## PROBLEM TO SOLVE
The lines to copy from the data below are those that hold the string "prev".
=== RECORDS PROVIDED ===
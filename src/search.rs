//! Graph search over the direct-adjacency model.
//!
//! Neither search consults the route table. Results follow neighbour
//! iteration order as stored; nothing is sorted or weighted.

use std::collections::VecDeque;

use crate::path::ProvincePath;
use crate::province::Province;
use crate::traits::AdjacencyProvider;

/// Breadth-first search from `from` to `to`.
///
/// Returns the first path discovered, which is shortest in hops with ties
/// broken by neighbour order. `from == to` yields a single-province path.
pub fn shortest_path<G>(graph: &G, from: Province, to: Province) -> Option<ProvincePath>
where
    G: AdjacencyProvider + ?Sized,
{
    if from == to {
        return Some(ProvincePath::new(vec![from]));
    }

    let mut parent: [Option<Province>; Province::ALL.len()] = [None; Province::ALL.len()];
    let mut visited = [false; Province::ALL.len()];
    let mut queue = VecDeque::new();

    visited[from.index()] = true;
    queue.push_back(from);

    while let Some(current) = queue.pop_front() {
        for &next in graph.neighbors(current) {
            if visited[next.index()] {
                continue;
            }
            visited[next.index()] = true;
            parent[next.index()] = Some(current);

            if next == to {
                return Some(rebuild(&parent, from, to));
            }
            queue.push_back(next);
        }
    }

    None
}

fn rebuild(
    parent: &[Option<Province>; Province::ALL.len()],
    from: Province,
    to: Province,
) -> ProvincePath {
    let mut provinces = vec![to];
    let mut node = to;
    while node != from {
        match parent[node.index()] {
            Some(prev) => {
                provinces.push(prev);
                node = prev;
            }
            None => break,
        }
    }
    provinces.reverse();
    ProvincePath::new(provinces)
}

/// Enumerates simple paths from `from` to `to` with at most `max_hops`
/// edges, in depth-first discovery order.
///
/// A path ends as soon as it reaches `to`; it is never extended through the
/// destination. `from == to` or `max_hops == 0` yields no paths.
pub fn all_paths<G>(graph: &G, from: Province, to: Province, max_hops: usize) -> Vec<ProvincePath>
where
    G: AdjacencyProvider + ?Sized,
{
    let mut found = Vec::new();
    if from == to || max_hops == 0 {
        return found;
    }

    let mut on_path = [false; Province::ALL.len()];
    let mut stack = vec![from];
    on_path[from.index()] = true;
    walk(graph, to, max_hops, &mut stack, &mut on_path, &mut found);
    found
}

fn walk<G>(
    graph: &G,
    to: Province,
    max_hops: usize,
    stack: &mut Vec<Province>,
    on_path: &mut [bool; Province::ALL.len()],
    found: &mut Vec<ProvincePath>,
) where
    G: AdjacencyProvider + ?Sized,
{
    let Some(&current) = stack.last() else {
        return;
    };
    if current == to {
        found.push(ProvincePath::new(stack.clone()));
        return;
    }
    // Hops used so far is stack.len() - 1.
    if stack.len() > max_hops {
        return;
    }

    for &next in graph.neighbors(current) {
        if on_path[next.index()] {
            continue;
        }
        on_path[next.index()] = true;
        stack.push(next);
        walk(graph, to, max_hops, stack, on_path, found);
        stack.pop();
        on_path[next.index()] = false;
    }
}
===
## COMPLETED TASK
            Some(prev) => {
                provinces.push(prev);
                node = prev;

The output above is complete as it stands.